Commentary Jamaica Magazine

Shortchanging Our Students

If Johnny, who can’t read, has a teacher whose main goal is to convince him that he is smart, there is no telling what the positive impact of this approach would be upon Johnny. We, as educators, seldom think that all our students are intelligent. To think that they are all as intelligent as we, their teachers are, is unthinkable. Up until 1983, no one seriously mounted a challenge to the possibility that IQ did not effectively measure a person’s intelligence. If someone did, nobody was taking that person too seriously. It is widely known that the creation of Mr. Binet’s IQ test was seriously flawed, at best, and was specifically geared to protect and facilitate traditional schooling. Alfred Binet and his colleague (Binet & Simon, 1905), were asked by the Paris city fathers to devise a test that could be used to determine which students would succeed, and which ones would fail in the schools of Paris. On this test based in discrimination, most of our current academic tests are fashioned, including standardized tests, and many entrance tests such as the SAT, (Gardner, 1983).

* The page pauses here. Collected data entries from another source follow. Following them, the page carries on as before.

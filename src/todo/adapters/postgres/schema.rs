//! Diesel schema for project and task persistence.

diesel::table! {
    /// Projects keyed by identifier; names are unique ignoring case.
    projects (id) {
        /// Project identifier.
        id -> Uuid,
        /// Display name.
        name -> Text,
        /// Free-form description.
        description -> Text,
        /// Creation timestamp.
        created_at -> Timestamptz,
    }
}

diesel::table! {
    /// Tasks, removed together with their project.
    tasks (id) {
        /// Task identifier.
        id -> Uuid,
        /// Owning project.
        project_id -> Uuid,
        /// Title.
        title -> Text,
        /// Free-form description.
        description -> Text,
        /// Lifecycle status (`TODO`, `DOING`, `DONE`).
        status -> Text,
        /// Optional deadline.
        deadline -> Nullable<Timestamptz>,
        /// Creation timestamp.
        created_at -> Timestamptz,
        /// Completion timestamp, set while done.
        closed_at -> Nullable<Timestamptz>,
    }
}

diesel::joinable!(tasks -> projects (project_id));
diesel::allow_tables_to_appear_in_same_query!(projects, tasks);
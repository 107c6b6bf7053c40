//! Project and task identifiers.
//!
//! Both are random UUID v4 values assigned by the repository when an entity
//! is first stored. They serialise as the bare UUID string so they can
//! appear directly in URL paths and JSON bodies.

use serde::{Deserialize, Serialize};
use std::fmt;
use uuid::Uuid;

macro_rules! uuid_id {
    ($(#[$meta:meta])* $name:ident) => {
        $(#[$meta])*
        #[derive(Debug, Clone, Copy, PartialEq, Eq, Hash, PartialOrd, Ord, Serialize, Deserialize)]
        #[serde(transparent)]
        pub struct $name(Uuid);

        impl $name {
            /// Generates a fresh random identifier.
            #[must_use]
            pub fn new() -> Self {
                Self(Uuid::new_v4())
            }

            /// Wraps a UUID read back from storage or a request path.
            #[must_use]
            pub const fn from_uuid(uuid: Uuid) -> Self {
                Self(uuid)
            }

            /// Returns the wrapped UUID.
            #[must_use]
            pub const fn into_inner(self) -> Uuid {
                self.0
            }
        }

        impl Default for $name {
            fn default() -> Self {
                Self::new()
            }
        }

        impl AsRef<Uuid> for $name {
            fn as_ref(&self) -> &Uuid {
                &self.0
            }
        }

        impl fmt::Display for $name {
            fn fmt(&self, f: &mut fmt::Formatter<'_>) -> fmt::Result {
                fmt::Display::fmt(&self.0, f)
            }
        }
    };
}

uuid_id! {
    /// Identifies a project.
    ProjectId
}

uuid_id! {
    /// Identifies a task; unique across all projects.
    TaskId
}
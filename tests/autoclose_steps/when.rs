//! When steps for auto-close BDD scenarios.

use super::world::{AutocloseWorld, run_async};
use eyre::WrapErr;
use mockable::DefaultClock;
use rstest_bdd_macros::when;
use todolist::todo::services::autoclose_overdue_tasks;

#[when("the auto-close job runs")]
fn the_job_runs(world: &mut AutocloseWorld) -> Result<(), eyre::Report> {
    let closed = run_async(autoclose_overdue_tasks(&*world.store, &DefaultClock))
        .wrap_err("run auto-close job")?;
    world.last_closed = Some(closed);
    Ok(())
}
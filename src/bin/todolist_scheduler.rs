//! Periodically closes overdue tasks.
//!
//! Usage:
//!
//! ```text
//! todolist-scheduler [--once]
//! ```
//!
//! Without arguments the job runs every `AUTOCLOSE_INTERVAL_MINUTES` until
//! Ctrl-C. `--once` runs a single pass and exits, failing when the pass
//! fails.

use mockable::DefaultClock;
use std::{env, sync::Arc};
use thiserror::Error;
use todolist::{
    config::AppConfig,
    runtime::{init_tracing, open_repository, shutdown_signal},
    scheduler::AutocloseScheduler,
};

/// Boxed error type for the main result.
type BoxError = Box<dyn std::error::Error + Send + Sync>;

#[derive(Debug, Error)]
enum SchedulerCliError {
    #[error("unrecognised argument '{0}'; usage: todolist-scheduler [--once]")]
    InvalidArgs(String),
    #[error("auto-close run failed")]
    RunFailed,
}

#[derive(Debug, Clone, Copy, PartialEq, Eq)]
enum Mode {
    Forever,
    Once,
}

fn parse_args(args: impl Iterator<Item = String>) -> Result<Mode, SchedulerCliError> {
    let mut mode = Mode::Forever;
    for arg in args {
        match arg.as_str() {
            "--once" => mode = Mode::Once,
            _ => return Err(SchedulerCliError::InvalidArgs(arg)),
        }
    }
    Ok(mode)
}

#[tokio::main]
async fn main() -> Result<(), BoxError> {
    let dotenv_loaded = dotenvy::dotenv().is_ok();
    init_tracing();
    tracing::debug!(dotenv_loaded, "environment loaded");

    let mode = parse_args(env::args().skip(1))?;
    let config = AppConfig::from_env()?;
    let repository = Arc::new(open_repository(&config).await?);
    let scheduler =
        AutocloseScheduler::new(repository, Arc::new(DefaultClock), config.autoclose_interval);

    match mode {
        Mode::Once => {
            let closed = scheduler.run_once().await.ok_or(SchedulerCliError::RunFailed)?;
            tracing::info!(closed, "single auto-close pass finished");
        }
        Mode::Forever => {
            let runs = scheduler.run_until(shutdown_signal()).await;
            tracing::info!(runs, "auto-close scheduler stopped");
        }
    }
    Ok(())
}
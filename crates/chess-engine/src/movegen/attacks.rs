//! Attack and pawn push tables for the non-sliding pieces.
//!
//! Every table is built at compile time from a list of (file, rank) steps;
//! a step that would leave the board is dropped.

use crate::Bitboard;
use chess_core::{Color, Square};

pub use super::rotated::{bishop_attacks, queen_attacks, rook_attacks};

const KNIGHT_STEPS: [(i8, i8); 8] = [
    (1, 2),
    (2, 1),
    (2, -1),
    (1, -2),
    (-1, -2),
    (-2, -1),
    (-2, 1),
    (-1, 2),
];

const KING_STEPS: [(i8, i8); 8] = [
    (0, 1),
    (1, 1),
    (1, 0),
    (1, -1),
    (0, -1),
    (-1, -1),
    (-1, 0),
    (-1, 1),
];

const KNIGHT_ATTACKS: [Bitboard; 64] = step_table(&KNIGHT_STEPS);
const KING_ATTACKS: [Bitboard; 64] = step_table(&KING_STEPS);

/// Indexed `[color][square]`.
const PAWN_ATTACKS: [[Bitboard; 64]; 2] = [
    step_table(&[(-1, 1), (1, 1)]),
    step_table(&[(-1, -1), (1, -1)]),
];

const PAWN_PUSHES: [[Bitboard; 64]; 2] = [step_table(&[(0, 1)]), step_table(&[(0, -1)])];

/// Double pushes exist only from the second rank on the mover's side.
const PAWN_DOUBLE_PUSHES: [[Bitboard; 64]; 2] = [
    only_rank(step_table(&[(0, 2)]), 1),
    only_rank(step_table(&[(0, -2)]), 6),
];

/// Returns knight attacks from the given square.
#[inline]
pub fn knight_attacks(sq: Square) -> Bitboard {
    KNIGHT_ATTACKS[sq.index() as usize]
}

/// Returns king attacks from the given square.
#[inline]
pub fn king_attacks(sq: Square) -> Bitboard {
    KING_ATTACKS[sq.index() as usize]
}

/// Returns pawn attacks from the given square for the given color.
#[inline]
pub fn pawn_attacks(sq: Square, color: Color) -> Bitboard {
    PAWN_ATTACKS[color.index()][sq.index() as usize]
}

/// Returns the single push target of a pawn on the given square.
#[inline]
pub fn pawn_pushes(sq: Square, color: Color) -> Bitboard {
    PAWN_PUSHES[color.index()][sq.index() as usize]
}

/// Returns the double push target of a pawn on the given square.
#[inline]
pub fn pawn_double_pushes(sq: Square, color: Color) -> Bitboard {
    PAWN_DOUBLE_PUSHES[color.index()][sq.index() as usize]
}

/// Builds, for every square, the set of squares one step away.
const fn step_table(steps: &[(i8, i8)]) -> [Bitboard; 64] {
    let mut table = [Bitboard::EMPTY; 64];
    let mut sq = 0;
    while sq < 64 {
        let file = (sq % 8) as i8;
        let rank = (sq / 8) as i8;
        let mut bits = 0u64;
        let mut i = 0;
        while i < steps.len() {
            let (df, dr) = steps[i];
            let (f, r) = (file + df, rank + dr);
            if f >= 0 && f < 8 && r >= 0 && r < 8 {
                bits |= 1u64 << (r * 8 + f);
            }
            i += 1;
        }
        table[sq] = Bitboard(bits);
        sq += 1;
    }
    table
}

/// Clears every entry whose origin square is not on `rank`.
const fn only_rank(mut table: [Bitboard; 64], rank: usize) -> [Bitboard; 64] {
    let mut sq = 0;
    while sq < 64 {
        if sq / 8 != rank {
            table[sq] = Bitboard::EMPTY;
        }
        sq += 1;
    }
    table
}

It was Howard Gardner, (1983), in the book Frames of Mind: The Theory of Multiple Intelligences, who challenged the notion of IQ, and led the charge against Alfred Binet’s widely accepted IQ theory and practice. Not only did Gardner propose a new theory, he also had the research to support it. Gardner’s theory of Multiple Intelligences, (MI), suggests that all learners are intelligent. In fact, there are “multiple intelligences” beyond Linguistics and Mathematics, upon which Binet’s IQ tests, and traditional schooling are based. From the early beginnings of Gardner’s work, called Project Zero (Gardner, 1979), and Project Spectrum, (Feldman & Gardner, 1989; Malkus, et al, 1988; and Remus-Ford, et al, 1988), the aim was to assess learners’ “Intelligences” by the administration of a battery of tests involving fifteen or more activities. For example, the standard IQ test uses a linguistics/Mathematics approach involving pencil and paper. The Multiple Intelligences approach is a demonstration model that engages the learner in showing the outcomes of competencies, including writing and figuring.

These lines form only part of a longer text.